New cocktail bar Nothing Really Matters opens in NYC subway station

    Here’s something that will get you back to the office pronto: a cocktail with your commute.

    That’s right — a sparkling new bar has opened in a dingy Midtown subway station.

    At the 50th Street downtown 1 train stop, on Broadway beneath the Duane Reade, is Nothing Really Matters — one of only three subway watering holes in New York City’s 472-station transit system (not including Grand Central and Penn Station).

    Thirsty straphangers lured in by its open door look like kids at FAO Schwarz when they enter stumbling — out of confusion, not inebriation. Commuters, tourists and Broadway actors have been stopping by constantly over the past three weeks to snap pictures and ask questions. 

    Nothing Really Matters started pouring drinks on New Year’s Eve, seemingly out of nowhere. Unlike blinding Times Square above, there’s no blazing marquee out front or a sign outside the station that says “This way to booze.” The chill vibe is by design. 

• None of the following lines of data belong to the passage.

//! Markdown rendering for `slotMarkdown` content.
//!
//! The rendered HTML still goes through the engine's [`Sanitizer`](`crate::sanitize::Sanitizer`), if any.

use pulldown_cmark::{html, Options, Parser};

pub trait MarkdownRenderer {
	fn render(&self, markdown: &str) -> String;
}

impl<F: Fn(&str) -> String> MarkdownRenderer for F {
	fn render(&self, markdown: &str) -> String {
		self(markdown)
	}
}

/// CommonMark with tables, strikethrough, task lists and footnotes, via [`pulldown_cmark`].
#[derive(Debug, Clone, Copy)]
pub struct CommonMark {
	options: Options,
}

impl Default for CommonMark {
	fn default() -> Self {
		let mut options = Options::empty();
		options.insert(Options::ENABLE_TABLES);
		options.insert(Options::ENABLE_STRIKETHROUGH);
		options.insert(Options::ENABLE_TASKLISTS);
		options.insert(Options::ENABLE_FOOTNOTES);
		Self { options }
	}
}

impl CommonMark {
	#[must_use]
	pub fn new() -> Self {
		Self::default()
	}

	#[must_use]
	pub fn with_options(options: Options) -> Self {
		Self { options }
	}
}

impl MarkdownRenderer for CommonMark {
	fn render(&self, markdown: &str) -> String {
		let mut out = String::with_capacity(markdown.len() * 3 / 2);
		html::push_html(&mut out, Parser::new_ext(markdown, self.options));
		out
	}
}

#[cfg(test)]
mod tests {
	use super::*;

	#[test]
	fn renders_commonmark() {
		assert_eq!(CommonMark::new().render("# Title\n\nSome *text*."), "<h1>Title</h1>\n<p>Some <em>text</em>.</p>\n");
	}

	#[test]
	fn renders_tables() {
		let html = CommonMark::new().render("| a | b |\n|---|---|\n| 1 | 2 |\n");
		assert!(html.starts_with("<table>"));
		assert!(html.contains("<td>2</td>"));
	}
}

    “I love the idea of being found,” owner Adrien Gallo told The Post. “Once people experience this, that’s enough signage for us.”

    Maggie is a bartender at Nothing Really Matters, a new bar in the 50th Street subway station.
    NY Post photo composite

    Tipple near the turnstiles

    Gallo, who used to own the now-closed downtown bars Double Happiness and Palais Royale, didn’t have his heart set on the MTA for his new cocktail joint. His top goal was to find somewhere unique.

    “Of course a storefront in the East Village or Soho is great for certain types of places,” he said. “But what I was looking to do is something fun and underground.”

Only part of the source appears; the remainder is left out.